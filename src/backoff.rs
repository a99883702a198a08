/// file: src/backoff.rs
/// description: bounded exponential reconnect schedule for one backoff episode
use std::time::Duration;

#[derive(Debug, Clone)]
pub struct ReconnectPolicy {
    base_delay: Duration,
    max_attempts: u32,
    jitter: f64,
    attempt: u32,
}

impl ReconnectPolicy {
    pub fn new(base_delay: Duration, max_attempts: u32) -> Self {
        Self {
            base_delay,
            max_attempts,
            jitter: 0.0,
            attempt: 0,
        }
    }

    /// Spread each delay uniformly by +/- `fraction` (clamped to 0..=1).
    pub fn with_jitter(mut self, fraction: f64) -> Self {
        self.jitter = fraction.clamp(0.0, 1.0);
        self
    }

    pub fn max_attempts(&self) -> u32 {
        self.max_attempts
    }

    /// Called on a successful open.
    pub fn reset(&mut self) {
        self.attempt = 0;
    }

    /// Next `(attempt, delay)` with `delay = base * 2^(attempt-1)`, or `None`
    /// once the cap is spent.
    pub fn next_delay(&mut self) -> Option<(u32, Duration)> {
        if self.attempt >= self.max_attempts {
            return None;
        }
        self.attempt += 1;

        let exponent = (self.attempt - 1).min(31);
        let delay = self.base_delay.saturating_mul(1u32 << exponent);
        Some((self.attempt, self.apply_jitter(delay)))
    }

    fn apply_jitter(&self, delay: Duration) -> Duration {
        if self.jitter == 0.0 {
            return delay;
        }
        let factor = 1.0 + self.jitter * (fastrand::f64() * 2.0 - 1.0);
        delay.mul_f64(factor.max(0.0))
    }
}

___

TASK – Your answer must be the records themselves, output again exactly.

EXERCISE RESPONSE –
filename src/backoff.rs
repository a99883702a198a08
/// file: src/backoff.rs
/// description: bounded exponential reconnect schedule for one backoff episode
use std::time::Duration;

#[derive(Debug, Clone)]
pub struct ReconnectPolicy {
    base_delay: Duration,
    max_attempts: u32,
    jitter: f64,
    attempt: u32,
}

impl ReconnectPolicy {
    pub fn new(base_delay: Duration, max_attempts: u32) -> Self {
        Self {
            base_delay,
            max_attempts,
            jitter: 0.0,
            attempt: 0,
        }
    }

    /// Spread each delay uniformly by +/- `fraction` (clamped to 0..=1).
    pub fn with_jitter(mut self, fraction: f64) -> Self {
        self.jitter = fraction.clamp(0.0, 1.0);
        self
    }

    pub fn max_attempts(&self) -> u32 {
        self.max_attempts
    }

    /// Called on a successful open.
    pub fn reset(&mut self) {
        self.attempt = 0;
    }

    /// Next `(attempt, delay)` with `delay = base * 2^(attempt-1)`, or `None`
    /// once the cap is spent.
    pub fn next_delay(&mut self) -> Option<(u32, Duration)> {
        if self.attempt >= self.max_attempts {
            return None;
        }
        self.attempt += 1;

        let exponent = (self.attempt - 1).min(31);
        let delay = self.base_delay.saturating_mul(1u32 << exponent);
        Some((self.attempt, self.apply_jitter(delay)))
    }

    fn apply_jitter(&self, delay: Duration) -> Duration {
        if self.jitter == 0.0 {
            return delay;
        }
        let factor = 1.0 + self.jitter * (fastrand::f64() * 2.0 - 1.0);
        delay.mul_f64(factor.max(0.0))
    }
}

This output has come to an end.